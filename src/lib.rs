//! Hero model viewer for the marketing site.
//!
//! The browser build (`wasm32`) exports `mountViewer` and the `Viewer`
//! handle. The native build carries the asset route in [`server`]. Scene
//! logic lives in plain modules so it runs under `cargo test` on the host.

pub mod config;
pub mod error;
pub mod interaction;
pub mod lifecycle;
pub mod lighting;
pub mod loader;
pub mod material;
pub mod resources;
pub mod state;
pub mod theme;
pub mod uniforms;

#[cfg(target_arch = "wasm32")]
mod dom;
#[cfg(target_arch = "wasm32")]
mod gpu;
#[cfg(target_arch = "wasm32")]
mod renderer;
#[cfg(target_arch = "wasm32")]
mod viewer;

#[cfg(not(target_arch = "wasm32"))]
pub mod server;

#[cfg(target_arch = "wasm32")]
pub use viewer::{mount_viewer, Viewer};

[Instructions for the task] Looking at the entries above, count the lines that contain "server" and answer with only the number.

[Solution to the exercise] 2